Depuis plusieurs années, d'importants efforts fournis pour la modernisation de l'administration centrale et préfectorale peuvent être constatés .
A. UNE NOUVELLE ORGANISATION TERRITORIALE DISPOSANT D'OUTILS POUR STRUCTURER LA MISE EN oeUVRE DES POLITIQUES NATIONALES
1. Une organisation des services déconcentrés renouvelée
La décentralisation , relancée par la loi n° 2004-809 du 13 août 2004 relative aux libertés et responsabilités locales, doit s'accompagner, pour être efficace, d'une déconcentration des services de l'Etat . Ces derniers doivent ainsi pouvoir offrir un soutien aux collectivités territoriales détentrices de nouvelles compétences. En outre, comme l'indique l'article 1 er de la loi n° 92-125 du 6 février 1992 relative à l'administration territoriale de la République, « l'administration territoriale de la République est assurée par les collectivités territoriales et par les services déconcentrés de l'Etat ».
Rappelons également qu'une réforme de la déconcentration est apparue d'autant plus nécessaire ces dernières années que certains observateurs, en particulier la Cour des comptes, avaient dressé un bilan mitigé de la politique de déconcentration jusqu'ici menée 21 ( * ) .
La recherche d'une nouvelle organisation territoriale de l'Etat a donc été engagée. En mars 2003, le Premier ministre a décidé la mise en place d'un groupe de travail chargé de définir les grandes lignes de cette réforme qui vise à permettre « une modernisation en profondeur de l'organisation et du fonctionnement de l'administration territoriale , dans une double perspective d'accompagnement de la décentralisation et la mutualisation des outils de gestion / loi organique relative aux lois de finances et la déconcentration de la gestion des personnels . » 22 ( * ) Il est ainsi apparu nécessaire que la réforme de l'administration territoriale aboutisse à un meilleur pilotage stratégique de l'action territoriale de l'Etat par les préfets, un renforcement des outils dont ils disposent devant leur donner la capacité de mener de véritables actions interministérielles.

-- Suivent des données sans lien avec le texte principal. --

use nom::{
    branch::alt,
    bytes::complete::{is_not, tag, take_until, take_while, take_while1},
    character::complete::{char, digit1, multispace0},
    combinator::{map, opt, recognize, value},
    multi::many0,
    sequence::{delimited, pair, tuple},
    IResult,
};

use crate::error::{Error, Result};

#[derive(Debug, Clone, PartialEq)]
pub enum Token {
    /// Bare word: keyword, field, function or index name
    Ident(String),
    /// `"name"` or `` `name` ``
    QuotedIdent(String),
    /// `'text'`
    Str(String),
    /// Numeric literal, kept as written
    Number(String),
    Star,
    Comma,
    LParen,
    RParen,
    Slash,
    Semicolon,
    Eq,
    NotEq,
    Lt,
    Lte,
    Gt,
    Gte,
}

impl Token {
    /// True for a bare word equal to `keyword`, ignoring case
    pub fn is_keyword(&self, keyword: &str) -> bool {
        matches!(self, Token::Ident(word) if word.eq_ignore_ascii_case(keyword))
    }

    pub fn describe(&self) -> String {
        match self {
            Token::Ident(s) => s.clone(),
            Token::QuotedIdent(s) => format!("\"{}\"", s),
            Token::Str(s) => format!("'{}'", s),
            Token::Number(s) => s.clone(),
            Token::Star => "*".to_string(),
            Token::Comma => ",".to_string(),
            Token::LParen => "(".to_string(),
            Token::RParen => ")".to_string(),
            Token::Slash => "/".to_string(),
            Token::Semicolon => ";".to_string(),
            Token::Eq => "=".to_string(),
            Token::NotEq => "!=".to_string(),
            Token::Lt => "<".to_string(),
            Token::Lte => "<=".to_string(),
            Token::Gt => ">".to_string(),
            Token::Gte => ">=".to_string(),
        }
    }
}

/// Token with its byte offset in the source
#[derive(Debug, Clone, PartialEq)]
pub struct Spanned {
    pub token: Token,
    pub offset: usize,
}

fn is_word_start(c: char) -> bool {
    c.is_alphabetic() || c == '_' || c == '@'
}

/// `-` and `*` make index patterns such as `logs-*` one word; the parser
/// only accepts them bare in FROM
fn is_word_char(c: char) -> bool {
    c.is_alphanumeric() || matches!(c, '_' | '.' | '@' | '-' | '*')
}

fn number(input: &str) -> IResult<&str, &str> {
    recognize(tuple((
        opt(char('-')),
        digit1,
        opt(pair(char('.'), digit1)),
    )))(input)
}

/// Identifier: letters, digits, `_ . @ - *` after a letter, `_` or `@`
fn word(input: &str) -> IResult<&str, String> {
    map(
        recognize(pair(take_while1(is_word_start), take_while(is_word_char))),
        |s: &str| s.to_string(),
    )(input)
}

/// Number glued to a unit suffix such as `1h` or `1.5d`
fn unit_value(input: &str) -> IResult<&str, String> {
    map(
        recognize(pair(number, take_while1(|c: char| c.is_alphabetic()))),
        |s: &str| s.to_string(),
    )(input)
}

/// Single-quoted string, `''` escapes a quote
fn string_literal(input: &str) -> IResult<&str, String> {
    delimited(
        char('\''),
        map(
            many0(alt((
                map(is_not("'"), |s: &str| s.to_string()),
                value("'".to_string(), tag("''")),
            ))),
            |parts| parts.concat(),
        ),
        char('\''),
    )(input)
}

fn quoted_ident(input: &str) -> IResult<&str, String> {
    alt((
        delimited(
            char('"'),
            map(take_until("\""), |s: &str| s.to_string()),
            char('"'),
        ),
        delimited(
            char('`'),
            map(take_until("`"), |s: &str| s.to_string()),
            char('`'),
        ),
    ))(input)
}

fn operator(input: &str) -> IResult<&str, Token> {
    alt((
        value(Token::Lte, tag("<=")),
        value(Token::Gte, tag(">=")),
        value(Token::NotEq, tag("<>")),
        value(Token::NotEq, tag("!=")),
        value(Token::Eq, tag("==")),
        value(Token::Eq, char('=')),
        value(Token::Lt, char('<')),
        value(Token::Gt, char('>')),
    ))(input)
}

fn punctuation(input: &str) -> IResult<&str, Token> {
    alt((
        value(Token::Star, char('*')),
        value(Token::Comma, char(',')),
        value(Token::LParen, char('(')),
        value(Token::RParen, char(')')),
        value(Token::Slash, char('/')),
        value(Token::Semicolon, char(';')),
    ))(input)
}

fn token(input: &str) -> IResult<&str, Token> {
    alt((
        map(string_literal, Token::Str),
        map(quoted_ident, Token::QuotedIdent),
        map(unit_value, Token::Ident),
        map(number, |s: &str| Token::Number(s.to_string())),
        map(word, Token::Ident),
        operator,
        punctuation,
    ))(input)
}

/// Split SQL text into tokens with byte offsets
pub fn tokenize(input: &str) -> Result<Vec<Spanned>> {
    let mut tokens = Vec::new();
    let mut rest = input;

    loop {
        let (after_ws, _) = multispace0::<&str, nom::error::Error<&str>>(rest)
            .map_err(|_| Error::syntax("invalid whitespace", input.len() - rest.len()))?;
        rest = after_ws;
        if rest.is_empty() {
            break;
        }

        let offset = input.len() - rest.len();
        match token(rest) {
            Ok((remaining, tok)) => {
                tokens.push(Spanned { token: tok, offset });
                rest = remaining;
            }
            Err(_) => {
                let message = match rest.chars().next() {
                    Some('\'') => "unterminated string literal".to_string(),
                    Some('"') | Some('`') => "unterminated quoted identifier".to_string(),
                    Some(c) => format!("unexpected character '{}'", c),
                    None => "unexpected end of input".to_string(),
                };
                return Err(Error::syntax(message, offset));
            }
        }
    }

    Ok(tokens)
}

#[cfg(test)]
mod tests {
    use super::*;

    fn kinds(input: &str) -> Vec<Token> {
        tokenize(input)
            .unwrap()
            .into_iter()
            .map(|s| s.token)
            .collect()
    }

    #[test]
    fn test_tokenize_simple_select() {
        let tokens = kinds("SELECT COUNT(*) FROM bank");
        assert_eq!(
            tokens,
            vec![
                Token::Ident("SELECT".to_string()),
                Token::Ident("COUNT".to_string()),
                Token::LParen,
                Token::Star,
                Token::RParen,
                Token::Ident("FROM".to_string()),
                Token::Ident("bank".to_string()),
            ]
        );
    }

    #[test]
    fn test_tokenize_index_with_type() {
        let tokens = kinds("from elasticsearch-sql_test_index/account");
        assert_eq!(tokens[1], Token::Ident("elasticsearch-sql_test_index".to_string()));
        assert_eq!(tokens[2], Token::Slash);
        assert_eq!(tokens[3], Token::Ident("account".to_string()));
    }

    #[test]
    fn test_tokenize_named_arguments() {
        let tokens = kinds("date_histogram(field='insert_time','interval'='1.5h')");
        assert_eq!(tokens[2], Token::Ident("field".to_string()));
        assert_eq!(tokens[3], Token::Eq);
        assert_eq!(tokens[4], Token::Str("insert_time".to_string()));
        assert_eq!(tokens[6], Token::Str("interval".to_string()));
        assert_eq!(tokens[8], Token::Str("1.5h".to_string()));
    }

    #[test]
    fn test_tokenize_numbers() {
        let tokens = kinds("20, -3, 1.25");
        assert_eq!(tokens[0], Token::Number("20".to_string()));
        assert_eq!(tokens[2], Token::Number("-3".to_string()));
        assert_eq!(tokens[4], Token::Number("1.25".to_string()));
    }

    #[test]
    fn test_tokenize_unit_value() {
        let tokens = kinds("interval=1h");
        assert_eq!(tokens[2], Token::Ident("1h".to_string()));
    }

    #[test]
    fn test_tokenize_operators() {
        let tokens = kinds("a <= 1 AND b <> 2 AND c != 3 AND d >= 4");
        assert!(tokens.contains(&Token::Lte));
        assert!(tokens.contains(&Token::Gte));
        assert_eq!(tokens.iter().filter(|t| **t == Token::NotEq).count(), 2);
    }

    #[test]
    fn test_tokenize_escaped_quote() {
        let tokens = kinds("'it''s'");
        assert_eq!(tokens, vec![Token::Str("it's".to_string())]);
    }

    #[test]
    fn test_tokenize_empty_string() {
        let tokens = kinds("'' , 'x'");
        assert_eq!(tokens[0], Token::Str(String::new()));
        assert_eq!(tokens[2], Token::Str("x".to_string()));
    }

    #[test]
    fn test_tokenize_quoted_identifiers() {
        let tokens = kinds("\"first name\", `last name`");
        assert_eq!(tokens[0], Token::QuotedIdent("first name".to_string()));
        assert_eq!(tokens[2], Token::QuotedIdent("last name".to_string()));
    }

    #[test]
    fn test_offsets() {
        let tokens = tokenize("SELECT  age").unwrap();
        assert_eq!(tokens[0].offset, 0);
        assert_eq!(tokens[1].offset, 8);
    }

    #[test]
    fn test_unterminated_string() {
        let err = tokenize("SELECT 'abc").unwrap_err();
        match err {
            Error::Syntax { message, position } => {
                assert!(message.contains("unterminated"));
                assert_eq!(position, 7);
            }
            other => panic!("Expected syntax error, got {:?}", other),
        }
    }

    #[test]
    fn test_unexpected_character() {
        assert!(matches!(tokenize("SELECT #"), Err(Error::Syntax { .. })));
    }

    #[test]
    fn test_keyword_match_is_case_insensitive() {
        assert!(Token::Ident("SeLeCt".to_string()).is_keyword("select"));
        assert!(!Token::Str("select".to_string()).is_keyword("select"));
    }
}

Le rôle du préfet a été réaffirmé et renforcé par la loi constitutionnelle n° 2003-276 du 28 mars 2003 relative à l'organisation décentralisée de la République et la loi précitée du 13 août 2004 relative aux libertés et responsabilités locales.

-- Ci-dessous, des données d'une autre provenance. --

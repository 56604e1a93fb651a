//! ORDER BY and LIMIT compilation

use tracing::debug;

use super::tree::{BucketNode, MetricNode};
use crate::error::{Error, Result};
use crate::query::ast::{ColumnRef, Query, SelectItem};
use crate::request::{sort_clause, SortClause};

/// What an ORDER BY item refers to in an aggregating query
#[derive(Debug, Clone, PartialEq)]
enum OrderTarget {
    /// Metric display name
    Metric(String),
    /// Key of the bucket at this chain position
    Key(usize),
}

/// Attach sort directives and the LIMIT size to the bucket chain
pub fn apply_bucket_order(
    query: &Query,
    buckets: &mut [BucketNode],
    metrics: &[MetricNode],
) -> Result<()> {
    for item in &query.order_by {
        let target = resolve(&item.target, query, buckets, metrics)?;
        let Some(innermost) = buckets.len().checked_sub(1) else {
            // Without GROUP BY there is a single row; nothing to sort
            continue;
        };

        let (index, key) = match target {
            OrderTarget::Metric(name) => {
                let single_value = metrics
                    .iter()
                    .find(|m| m.name == name)
                    .is_some_and(|m| m.kind.is_single_value());
                if !single_value {
                    return Err(Error::Unsupported(format!(
                        "cannot order buckets by multi-value metric '{}'",
                        name
                    )));
                }
                (innermost, name)
            }
            OrderTarget::Key(index) => (index, "_key".to_string()),
        };

        let bucket = &mut buckets[index];
        if !bucket.kind.supports_order() {
            return Err(Error::Unsupported(format!(
                "bucket '{}' cannot be ordered",
                bucket.name
            )));
        }
        debug!(bucket = %bucket.name, %key, direction = item.direction.as_str(), "Bucket order");
        bucket.order.push((key, item.direction));
    }

    if let (Some(limit), Some(innermost)) = (query.limit, buckets.last_mut()) {
        if !innermost.is_terms() {
            return Err(Error::Unsupported(format!(
                "LIMIT applies to field buckets, innermost bucket is '{}'",
                innermost.name
            )));
        }
        if limit == 0 {
            return Err(Error::invalid_argument(
                "LIMIT",
                format!("bucket '{}' needs a size of at least 1", innermost.name),
            ));
        }
        innermost.size = Some(limit);
    }

    Ok(())
}

fn resolve(
    target: &ColumnRef,
    query: &Query,
    buckets: &[BucketNode],
    metrics: &[MetricNode],
) -> Result<OrderTarget> {
    let lookup = target.lookup_name();

    // Metrics by display name, or by canonical name when restated
    let metric = query.select.iter().find_map(|item| match item {
        SelectItem::Aggregate(call) => {
            let matches = match target {
                ColumnRef::Name(n) => call.display_name() == *n,
                ColumnRef::Aggregate(_) => call.canonical_name() == lookup,
            };
            matches.then(|| call.display_name())
        }
        _ => None,
    });
    if let Some(name) = metric.filter(|n| metrics.iter().any(|m| &m.name == n)) {
        return Ok(OrderTarget::Metric(name));
    }

    if let ColumnRef::Name(name) = target {
        let field = field_for_alias(query, name).unwrap_or(name.as_str());
        if let Some(index) = buckets
            .iter()
            .position(|b| b.is_terms() && b.name == field)
        {
            return Ok(OrderTarget::Key(index));
        }
    }

    Err(Error::UnresolvedOrderTarget(lookup))
}

fn field_for_alias<'a>(query: &'a Query, alias: &str) -> Option<&'a str> {
    query.select.iter().find_map(|item| match item {
        SelectItem::Field {
            name,
            alias: Some(a),
        } if a == alias => Some(name.as_str()),
        _ => None,
    })
}

/// Hit sort for non-aggregating queries
pub fn hit_sort(query: &Query) -> Result<Vec<SortClause>> {
    query
        .order_by
        .iter()
        .map(|item| match &item.target {
            ColumnRef::Name(name) => {
                let field = field_for_alias(query, name).unwrap_or(name.as_str());
                Ok(sort_clause(field, item.direction))
            }
            ColumnRef::Aggregate(call) => {
                Err(Error::UnresolvedOrderTarget(call.canonical_name()))
            }
        })
        .collect()
}

#[cfg(test)]
mod tests {
    use super::*;
    use crate::compiler::grouping::compile_group_by;
    use crate::compiler::metrics::compile_metrics;
    use crate::query::parser::parse;
    use crate::query::ast::SortDirection;

    fn compile(sql: &str) -> Result<(Vec<BucketNode>, Vec<MetricNode>)> {
        let query = parse(sql)?;
        let mut buckets = compile_group_by(&query.group_by, 10_000)?;
        let metrics = compile_metrics(&query.select)?;
        apply_bucket_order(&query, &mut buckets, &metrics)?;
        Ok((buckets, metrics))
    }

    // ========================================================================
    // Aggregating queries
    // ========================================================================

    #[test]
    fn test_order_by_restated_distinct_count() {
        let (buckets, _) = compile(
            "select sum(age),count(*), count(distinct age) from bank group by gender order by count(distinct age) desc limit 3",
        )
        .unwrap();
        assert_eq!(buckets[0].size, Some(3));
        assert_eq!(
            buckets[0].order,
            vec![("COUNT(DISTINCT age)".to_string(), SortDirection::Desc)]
        );
    }

    #[test]
    fn test_order_by_alias() {
        let (buckets, _) =
            compile("select count(*) as kk from bank group by gender order by kk desc limit 10")
                .unwrap();
        assert_eq!(buckets[0].size, Some(10));
        assert_eq!(buckets[0].order, vec![("kk".to_string(), SortDirection::Desc)]);
    }

    #[test]
    fn test_order_by_restated_aliased_aggregate() {
        let (buckets, _) =
            compile("select count(*) as kk from bank group by gender order by count(*)").unwrap();
        assert_eq!(buckets[0].order, vec![("kk".to_string(), SortDirection::Asc)]);
    }

    #[test]
    fn test_order_by_group_key_targets_its_bucket() {
        let (buckets, _) = compile(
            "select count(*) from bank group by gender, state order by gender desc, count(*) asc",
        )
        .unwrap();
        assert_eq!(buckets[0].order, vec![("_key".to_string(), SortDirection::Desc)]);
        assert_eq!(buckets[1].order, vec![("COUNT(*)".to_string(), SortDirection::Asc)]);
    }

    #[test]
    fn test_order_by_unknown_target() {
        let err = compile("select count(*) from bank group by gender order by nope").unwrap_err();
        assert!(matches!(err, Error::UnresolvedOrderTarget(n) if n == "nope"));

        let err = compile("select count(*) from bank group by gender order by sum(age)")
            .unwrap_err();
        assert!(matches!(err, Error::UnresolvedOrderTarget(n) if n == "SUM(age)"));
    }

    #[test]
    fn test_order_range_bucket_unsupported() {
        let err = compile("select count(*) from bank group by range(age, 20, 30) order by count(*)")
            .unwrap_err();
        assert!(matches!(err, Error::Unsupported(_)));
    }

    #[test]
    fn test_limit_on_range_bucket_unsupported() {
        let err = compile("select count(*) from bank group by range(age, 20, 30) limit 1")
            .unwrap_err();
        assert!(matches!(err, Error::Unsupported(_)));
    }

    #[test]
    fn test_limit_zero_on_buckets_rejected() {
        let err = compile("select g, count(*) from t group by g limit 0").unwrap_err();
        assert!(matches!(
            err,
            Error::InvalidArgument { function, .. } if function == "LIMIT"
        ));
    }

    #[test]
    fn test_order_by_stats_unsupported() {
        let err = compile("select stats(age) from bank group by gender order by stats(age)")
            .unwrap_err();
        assert!(matches!(err, Error::Unsupported(_)));
    }

    #[test]
    fn test_limit_without_group_by_is_ignored() {
        let (buckets, metrics) = compile("select count(*) from bank order by count(*) limit 5")
            .unwrap();
        assert!(buckets.is_empty());
        assert_eq!(metrics.len(), 1);
    }

    // ========================================================================
    // Plain queries
    // ========================================================================

    #[test]
    fn test_hit_sort_resolves_alias() {
        let query = parse("select firstname as fn, age from bank order by fn, age desc").unwrap();
        let sort = hit_sort(&query).unwrap();
        assert_eq!(
            sort,
            vec![
                sort_clause("firstname", SortDirection::Asc),
                sort_clause("age", SortDirection::Desc),
            ]
        );
    }
}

En effet, l'article 72 de la Constitution, tel qu'issu de la réforme constitutionnelle précitée, dispose que le préfet est le représentant de chacun des membres du Gouvernement . Il a la charge « des intérêts nationaux, du contrôle administratif et du respect des lois ». En dirigeant l'action de l'Etat au sein d'une région ou d'un département, il a toute autorité sur l'ensemble des services déconcentrés. Ainsi, en vertu de l'article premier de la loi n° 2003-239 du 18 mars 2003 pour la sécurité intérieure, le préfet est compétent pour diriger l'action de la police et de la gendarmerie nationales.
S'agissant de la loi relative aux libertés et responsabilités locales, elle a redéfini, tout en les approfondissant, les missions des préfets de région et de département (articles 131 à 137) 23 ( * ) . Elle a ainsi conduit le gouvernement à adopter le décret n° 2004-374 du 29 avril 2004 24 ( * ) qui constitue un véritable « code de la déconcentration » 25 ( * ) , en spécifiant le rôle de chacun des organes déconcentrés de l'Etat et en proposant une articulation de leurs actions à l'échelon local . Une circulaire du 19 octobre 2004 est venue préciser la nouvelle organisation territoriale de l'Etat.

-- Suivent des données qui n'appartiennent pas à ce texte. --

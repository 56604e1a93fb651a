//! SQL to search request compilation
//!
//! [`SqlCompiler`] is a stateless value: parse, build the aggregation tree
//! (buckets outer to inner, metrics at the innermost bucket), annotate order
//! and size, then assemble the request.

pub mod assembler;
pub mod filter;
pub mod grouping;
pub mod metrics;
pub mod order;
pub mod tree;

use std::collections::HashSet;

use serde::{Deserialize, Serialize};
use tracing::debug;

use crate::error::{Error, Result};
use crate::query::ast::{Query, SelectItem};
use crate::query::parser::SqlParser;
use crate::request::{EsQuery, SearchRequest};
use tree::{AggNode, AggregationTree};

/// Default `terms` size, large enough to be effectively unbounded
pub const DEFAULT_BUCKET_SIZE: usize = 10_000;

/// Default hit count for plain SELECT queries
pub const DEFAULT_SEARCH_SIZE: usize = 200;

#[derive(Debug, Clone, Copy, PartialEq, Eq, Serialize, Deserialize)]
pub struct CompilerOptions {
    pub default_bucket_size: usize,
    pub default_search_size: usize,
}

impl Default for CompilerOptions {
    fn default() -> Self {
        Self {
            default_bucket_size: DEFAULT_BUCKET_SIZE,
            default_search_size: DEFAULT_SEARCH_SIZE,
        }
    }
}

/// Result column of a compiled query
#[derive(Debug, Clone, PartialEq, Eq, Serialize, Deserialize)]
pub struct Column {
    /// Display name
    pub name: String,
    /// Source field for hit columns, aggregation name otherwise
    pub field: String,
}

impl Column {
    fn same(name: impl Into<String>) -> Self {
        let name = name.into();
        Self {
            field: name.clone(),
            name,
        }
    }
}

/// A compiled query: the request plus the columns a reader should expect
#[derive(Debug, Clone, PartialEq, Serialize, Deserialize)]
pub struct CompiledQuery {
    pub request: SearchRequest,
    /// Bucket names outer to inner, then metric display names in select order.
    /// Empty for `SELECT *`, where columns come from the hits.
    pub columns: Vec<Column>,
}

#[derive(Debug, Clone, Default)]
pub struct SqlCompiler {
    options: CompilerOptions,
}

impl SqlCompiler {
    pub fn new(options: CompilerOptions) -> Self {
        Self { options }
    }

    pub fn options(&self) -> &CompilerOptions {
        &self.options
    }

    /// Parse and compile a SQL string
    pub fn explain(&self, sql: &str) -> Result<CompiledQuery> {
        let query = SqlParser::parse(sql)?;
        debug!(index = %query.source.index, aggregation = query.is_aggregation(), "Parsed query");
        self.compile(&query)
    }

    pub fn compile(&self, query: &Query) -> Result<CompiledQuery> {
        check_unique_names(&query.select)?;

        let where_query = query
            .filter
            .as_ref()
            .map(filter::compile_filter)
            .transpose()?;

        if query.is_aggregation() {
            self.compile_aggregation(query, where_query)
        } else {
            self.compile_search(query, where_query)
        }
    }

    fn compile_aggregation(
        &self,
        query: &Query,
        where_query: Option<EsQuery>,
    ) -> Result<CompiledQuery> {
        let mut buckets =
            grouping::compile_group_by(&query.group_by, self.options.default_bucket_size)?;
        let metrics = metrics::compile_metrics(&query.select)?;
        order::apply_bucket_order(query, &mut buckets, &metrics)?;

        let mut leaves: Vec<AggNode> = metrics.into_iter().map(AggNode::Metric).collect();

        if let Some(having) = &query.having {
            if buckets.is_empty() {
                return Err(Error::Unsupported("HAVING requires GROUP BY".to_string()));
            }
            let metric_nodes: Vec<_> = leaves
                .iter()
                .filter_map(|n| match n {
                    AggNode::Metric(m) => Some(m.clone()),
                    _ => None,
                })
                .collect();
            let selector = filter::compile_having(having, &query.select, &metric_nodes)?;
            if leaves.iter().any(|n| n.name() == selector.name) {
                return Err(Error::DuplicateName(selector.name));
            }
            leaves.push(AggNode::Selector(selector));
        }

        // Bucket and metric names share the result columns
        if let Some(clash) = buckets
            .iter()
            .find(|b| leaves.iter().any(|n| n.name() == b.name))
        {
            return Err(Error::DuplicateName(clash.name.clone()));
        }

        let tree = AggregationTree::nest(buckets, leaves);
        let mut columns: Vec<Column> = tree
            .bucket_chain()
            .into_iter()
            .map(|b| Column::same(&b.name))
            .collect();
        columns.extend(tree.metrics().into_iter().map(|m| Column::same(&m.name)));

        let request = assembler::assemble(&query.source, where_query, &tree)?;
        debug!(path = %request.path(), columns = columns.len(), "Compiled aggregation request");

        Ok(CompiledQuery { request, columns })
    }

    fn compile_search(
        &self,
        query: &Query,
        where_query: Option<EsQuery>,
    ) -> Result<CompiledQuery> {
        if query.having.is_some() {
            return Err(Error::Unsupported("HAVING requires GROUP BY".to_string()));
        }

        let star = query.select.iter().any(|i| matches!(i, SelectItem::Star));
        let columns: Vec<Column> = if star {
            Vec::new()
        } else {
            query
                .select
                .iter()
                .filter_map(|item| match item {
                    SelectItem::Field { name, .. } => Some(Column {
                        name: item.display_name(),
                        field: name.clone(),
                    }),
                    _ => None,
                })
                .collect()
        };

        let includes = (!star).then(|| columns.iter().map(|c| c.field.clone()).collect());
        let sort = order::hit_sort(query)?;
        let size = query.limit.unwrap_or(self.options.default_search_size);

        let request = assembler::assemble_search(&query.source, where_query, includes, sort, size);
        debug!(path = %request.path(), size, "Compiled search request");

        Ok(CompiledQuery { request, columns })
    }
}

fn check_unique_names(items: &[SelectItem]) -> Result<()> {
    let mut seen = HashSet::new();
    for item in items {
        if matches!(item, SelectItem::Star) {
            continue;
        }
        let name = item.display_name();
        if !seen.insert(name.clone()) {
            return Err(Error::DuplicateName(name));
        }
    }
    Ok(())
}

L'un des objectifs poursuivis par cette réforme était de renforcer l'échelon régional . En conséquence, les compétences du préfet de région ont été élargies.
Garant de la cohérence de l'action des services de l'Etat dans la région, le préfet de région détermine les orientations nécessaires à la mise en oeuvre, sur son territoire, des politiques nationales et communautaires de sa compétence. Il est en particulier en charge des domaines du développement économique, de l'aménagement du territoire, de l'environnement et du développement durable, de l'emploi, de la culture, du logement, du développement rural, de la rénovation urbaine ainsi que, sous réserve des compétences des agences régionales d'hospitalisation, de la santé publique. Il met également en oeuvre les politiques communautaires relevant de la compétence de l'Etat 26 ( * ) .
Le rôle de coordination et d'animation des préfets se manifeste notamment au sein des projets d'action stratégique de l'Etat dans les régions (PASER) 27 ( * ) .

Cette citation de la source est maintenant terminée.